- From: David Woolley <david@djwhome.demon.co.uk>
- Date: Fri, 13 Apr 2001 01:08:23 +0100 (BST)
- To: w3c-wai-ig@w3.org
> http://www.tryspot.com/tharapita/ is hard to view by color-blind people. This > really has made me concerned because I really want my sites to be accessible by > color-blind people as well. Assuming it is still there, <http://www.labs.bt.com/people/rigdence/colours/index.html> is a good resource. It includes palettes for simulating the effects of different types of colour blindness. This should not be confused with their corporate site which has had me resorting to disabling colours in the past, even though I'm not colour blind. I think the basic rules are: - contrast light colours with dark colours; - contrast bluey colours with yellow/brown colours. Your home page seems to fail the first point, but not the second. However, it is possible that colour blindness reduces the contrasts even further than they are already reduced.

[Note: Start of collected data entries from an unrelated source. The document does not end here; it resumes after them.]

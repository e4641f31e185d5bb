//! Process state: dependency construction, fallback activation, health
//!
//! Each external dependency is constructed once at startup; a failure swaps in
//! the in-memory or stub fallback before the service accepts traffic.
//! Hot-swapping after startup is out of scope.

use crate::config::Settings;
use crate::embedding::{EmbeddingProvider, OllamaEmbedder, StubEmbedder};
use crate::error::{CopilotError, Result};
use crate::ingest::{
    sources::PageCrawler, DisabledCrawler, IngestResult, IngestionCoordinator, PdfExtractBackend,
    PdfTextExtractor,
};
use crate::llm::{select_provider, LmProvider, OllamaProvider, OpenAiProvider, StubProvider};
use crate::planner::Planner;
use crate::responder::{AskResponse, Responder};
use crate::retriever::Retriever;
use crate::store::{
    GraphStore, InMemoryGraphStore, InMemoryVectorStore, Neo4jGraphStore, SqliteVectorStore,
    VectorStore,
};
use serde::Serialize;
use std::path::PathBuf;
use std::sync::Arc;
use std::time::Instant;
use tracing::{info, warn};

/// Health probe output for one dependency
#[derive(Debug, Clone, Serialize)]
pub struct DependencyHealth {
    pub reachable: bool,
    pub active: String,
}

/// Full health report
#[derive(Debug, Clone, Serialize)]
pub struct HealthReport {
    pub status: String,
    pub provider: String,
    pub model_name: String,
    pub llm_reachable: bool,
    pub embedder_reachable: bool,
    pub vector_reachable: bool,
    pub graph_reachable: bool,
    pub llm: DependencyHealth,
    pub embedder: DependencyHealth,
    pub vector: DependencyHealth,
    pub graph: DependencyHealth,
    pub graph_backend: String,
    pub vector_store_path: String,
    pub vector_store_path_exists: bool,
}

/// Process-wide application context threaded through request handlers
pub struct AppContext {
    pub settings: Settings,
    embedder: Arc<dyn EmbeddingProvider>,
    vector: Arc<dyn VectorStore>,
    graph: Arc<dyn GraphStore>,
    lm: Arc<dyn LmProvider>,
    configured_provider: String,
    coordinator: IngestionCoordinator,
    planner: Planner,
    retriever: Retriever,
    pdf: Arc<dyn PdfTextExtractor>,
    crawler: Arc<dyn PageCrawler>,
    sqlite: Option<Arc<SqliteVectorStore>>,
    vector_store_path: PathBuf,
}

impl AppContext {
    /// Construct every dependency, activating fallbacks where needed
    pub async fn initialize(settings: Settings) -> Result<Self> {
        settings.validate()?;

        let (vector, sqlite) = build_vector_store(&settings).await;
        let graph = build_graph_store(&settings).await;
        let embedder = build_embedder(&settings).await;
        let selection = select_provider(&settings.model).await;

        let vector_store_path = settings.vector.dir.join("vectors.db");
        Ok(Self::assemble(
            settings,
            embedder,
            vector,
            graph,
            selection.provider,
            selection.configured,
            sqlite,
            vector_store_path,
        ))
    }

    /// Assemble a context from pre-built components; tests use this to wire
    /// in-memory stores and failing providers directly.
    #[allow(clippy::too_many_arguments)]
    pub fn with_parts(
        settings: Settings,
        embedder: Arc<dyn EmbeddingProvider>,
        vector: Arc<dyn VectorStore>,
        graph: Arc<dyn GraphStore>,
        lm: Arc<dyn LmProvider>,
        configured_provider: String,
    ) -> Self {
        let path = settings.vector.dir.join("vectors.db");
        Self::assemble(settings, embedder, vector, graph, lm, configured_provider, None, path)
    }

    #[allow(clippy::too_many_arguments)]
    fn assemble(
        settings: Settings,
        embedder: Arc<dyn EmbeddingProvider>,
        vector: Arc<dyn VectorStore>,
        graph: Arc<dyn GraphStore>,
        lm: Arc<dyn LmProvider>,
        configured_provider: String,
        sqlite: Option<Arc<SqliteVectorStore>>,
        vector_store_path: PathBuf,
    ) -> Self {
        let coordinator = IngestionCoordinator::new(
            settings.retrieval.clone(),
            embedder.clone(),
            vector.clone(),
            graph.clone(),
        );
        let planner = Planner::new(graph.clone(), settings.retrieval.top_k);
        let retriever = Retriever::new(embedder.clone(), vector.clone(), graph.clone());

        Self {
            settings,
            embedder,
            vector,
            graph,
            lm,
            configured_provider,
            coordinator,
            planner,
            retriever,
            pdf: Arc::new(PdfExtractBackend),
            crawler: Arc::new(DisabledCrawler),
            sqlite,
            vector_store_path,
        }
    }

    /// Install a crawler implementation for url ingestion
    pub fn with_crawler(mut self, crawler: Arc<dyn PageCrawler>) -> Self {
        self.crawler = crawler;
        self
    }

    pub async fn ingest_text(&self, title: &str, text: &str) -> Result<IngestResult> {
        self.coordinator.ingest_text(title, text).await
    }

    pub async fn ingest_pdf(&self, title: &str, bytes: &[u8]) -> Result<IngestResult> {
        self.coordinator.ingest_pdf(title, bytes, self.pdf.as_ref()).await
    }

    pub async fn ingest_url(
        &self,
        url: &str,
        max_depth: usize,
        max_pages: usize,
    ) -> Result<IngestResult> {
        self.coordinator
            .ingest_url(url, max_depth, max_pages, self.crawler.as_ref())
            .await
    }

    /// Answer a question: plan, retrieve, respond
    pub async fn ask(
        &self,
        question: &str,
        top_k: Option<usize>,
        provider_override: Option<&str>,
    ) -> Result<AskResponse> {
        let started = Instant::now();
        let question = question.trim();
        if question.is_empty() {
            return Err(CopilotError::BadInput("question cannot be empty".to_string()));
        }
        if let Some(k) = top_k {
            if k == 0 {
                return Err(CopilotError::BadInput("top_k must be positive".to_string()));
            }
        }

        let mut decision = self.planner.plan(question).await?;
        if let Some(k) = top_k {
            decision.top_k = k;
        }

        let retrieval = self.retriever.retrieve(question, &decision).await;
        let responder = self.responder_for(provider_override)?;
        Ok(responder.answer(question, &decision, &retrieval, started).await)
    }

    fn responder_for(&self, provider_override: Option<&str>) -> Result<Responder> {
        match provider_override.map(|p| p.trim().to_lowercase()) {
            None => Ok(Responder::new(
                self.lm.clone(),
                self.configured_provider.clone(),
            )),
            Some(name) if name == self.configured_provider => Ok(Responder::new(
                self.lm.clone(),
                self.configured_provider.clone(),
            )),
            Some(name) => match name.as_str() {
                "stub" => Ok(Responder::new(Arc::new(StubProvider), "stub".to_string())),
                "ollama" => Ok(Responder::new(
                    Arc::new(OllamaProvider::new(&self.settings.model)),
                    "ollama".to_string(),
                )),
                "openai" => Ok(Responder::new(
                    Arc::new(OpenAiProvider::new(&self.settings.model)),
                    "openai".to_string(),
                )),
                other => Err(CopilotError::BadInput(format!(
                    "unknown provider override {other:?}"
                ))),
            },
        }
    }

    /// Probe every dependency
    pub async fn health(&self) -> HealthReport {
        let llm_reachable = self.lm.ping().await;
        let embedder_reachable = self.embedder.ping().await;
        let vector_reachable = self.vector.ping().await;
        let graph_reachable = self.graph.ping().await;

        HealthReport {
            status: "ok".to_string(),
            provider: self.configured_provider.clone(),
            model_name: self.settings.model.model_name.clone(),
            llm_reachable,
            embedder_reachable,
            vector_reachable,
            graph_reachable,
            llm: DependencyHealth {
                reachable: llm_reachable,
                active: self.lm.name().to_string(),
            },
            embedder: DependencyHealth {
                reachable: embedder_reachable,
                active: self.embedder.name().to_string(),
            },
            vector: DependencyHealth {
                reachable: vector_reachable,
                active: self.vector.backend().to_string(),
            },
            graph: DependencyHealth {
                reachable: graph_reachable,
                active: self.graph.backend().to_string(),
            },
            graph_backend: self.graph.backend().to_string(),
            vector_store_path: self.vector_store_path.display().to_string(),
            vector_store_path_exists: self.vector_store_path.exists(),
        }
    }

    /// Release external handles
    pub async fn shutdown(&self) {
        if let Some(sqlite) = &self.sqlite {
            sqlite.close().await;
        }
        info!("application context shut down");
    }
}

async fn build_vector_store(
    settings: &Settings,
) -> (Arc<dyn VectorStore>, Option<Arc<SqliteVectorStore>>) {
    match SqliteVectorStore::open(&settings.vector.dir, settings.embedding.dimension).await {
        Ok(store) => {
            let store = Arc::new(store);
            if store.ping().await {
                return (store.clone() as Arc<dyn VectorStore>, Some(store));
            }
            warn!("sqlite vector store unreachable after open; using in-memory fallback");
            (
                Arc::new(InMemoryVectorStore::new(settings.embedding.dimension)),
                None,
            )
        }
        Err(e) => {
            warn!(error = %e, "sqlite vector store unavailable; using in-memory fallback");
            (
                Arc::new(InMemoryVectorStore::new(settings.embedding.dimension)),
                None,
            )
        }
    }
}

async fn build_graph_store(settings: &Settings) -> Arc<dyn GraphStore> {
    let Some(uri) = &settings.graph.uri else {
        info!("no graph database configured; using in-memory graph store");
        return Arc::new(InMemoryGraphStore::new());
    };

    let user = settings.graph.user.as_deref().unwrap_or("neo4j");
    let password = settings.graph.password.as_deref().unwrap_or("");
    match Neo4jGraphStore::connect(uri, user, password).await {
        Ok(store) => Arc::new(store),
        Err(e) => {
            warn!(error = %e, "graph database unavailable; using in-memory fallback");
            Arc::new(InMemoryGraphStore::new())
        }
    }
}

async fn build_embedder(settings: &Settings) -> Arc<dyn EmbeddingProvider> {
    match settings.embedding.provider.as_str() {
        "stub" => Arc::new(StubEmbedder::new(settings.embedding.dimension)),
        "remote" => {
            let remote = OllamaEmbedder::new(&settings.model, &settings.embedding);
            if remote.ping().await {
                Arc::new(remote)
            } else {
                warn!("remote embedder unreachable; using stub embedder");
                Arc::new(StubEmbedder::new(settings.embedding.dimension))
            }
        }
        "inproc" => build_inproc_embedder(settings),
        _ => {
            // auto: prefer the remote embedder when it answers
            let remote = OllamaEmbedder::new(&settings.model, &settings.embedding);
            if remote.ping().await {
                info!("auto-selected remote embedder");
                Arc::new(remote)
            } else {
                info!("auto-selected stub embedder");
                Arc::new(StubEmbedder::new(settings.embedding.dimension))
            }
        }
    }
}

#[cfg(feature = "fastembed-embeddings")]
fn build_inproc_embedder(settings: &Settings) -> Arc<dyn EmbeddingProvider> {
    match crate::embedding::FastEmbedEmbedder::new() {
        Ok(embedder) => Arc::new(embedder),
        Err(e) => {
            warn!(error = %e, "in-process embedder failed to load; using stub embedder");
            Arc::new(StubEmbedder::new(settings.embedding.dimension))
        }
    }
}

#[cfg(not(feature = "fastembed-embeddings"))]
fn build_inproc_embedder(settings: &Settings) -> Arc<dyn EmbeddingProvider> {
    warn!("in-process embedder not compiled in; using stub embedder");
    Arc::new(StubEmbedder::new(settings.embedding.dimension))
}

#[cfg(test)]
mod tests {
    use super::*;

    fn stub_context() -> AppContext {
        let mut settings = Settings::default();
        settings.model.provider = "stub".to_string();
        settings.embedding.provider = "stub".to_string();

        AppContext::with_parts(
            settings.clone(),
            Arc::new(StubEmbedder::new(settings.embedding.dimension)),
            Arc::new(InMemoryVectorStore::new(settings.embedding.dimension)),
            Arc::new(InMemoryGraphStore::new()),
            Arc::new(StubProvider),
            "stub".to_string(),
        )
    }

    #[tokio::test]
    async fn test_ask_rejects_empty_question() {
        let context = stub_context();
        assert!(matches!(
            context.ask("   ", None, None).await,
            Err(CopilotError::BadInput(_))
        ));
    }

    #[tokio::test]
    async fn test_ask_rejects_zero_top_k() {
        let context = stub_context();
        assert!(context.ask("q", Some(0), None).await.is_err());
    }

    #[tokio::test]
    async fn test_unknown_provider_override_rejected() {
        let context = stub_context();
        assert!(context.ask("q", None, Some("frontier")).await.is_err());
    }

    #[tokio::test]
    async fn test_health_reports_memory_backends() {
        let context = stub_context();
        let health = context.health().await;
        assert_eq!(health.status, "ok");
        assert_eq!(health.graph_backend, "memory");
        assert_eq!(health.vector.active, "memory");
        assert!(health.embedder_reachable);
        assert!(!health.vector_store_path.is_empty());
    }

    #[tokio::test]
    async fn test_ingest_and_ask_roundtrip() {
        let context = stub_context();
        context
            .ingest_text("Widgets 101", "A widget has parts A, B, and C.")
            .await
            .unwrap();
        let response = context.ask("Widgets 101", None, None).await.unwrap();
        assert!(!response.answer.is_empty());
        assert_eq!(response.provider, "stub");
    }
}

From my point of view, the black on blue is the problem, rather more than the blue on grey. If you convert the image to greyscale - always a good test - the black on blue is essentially unreadable, but the blue on grey is still OK. The other problem it has, is that the background has alternate scan lines light and dark. That causes interlaced displays to flicker badly. I'm not sure what frequencies tend to trigger epilepsy, but it is something you should consider. It is certainly annoying.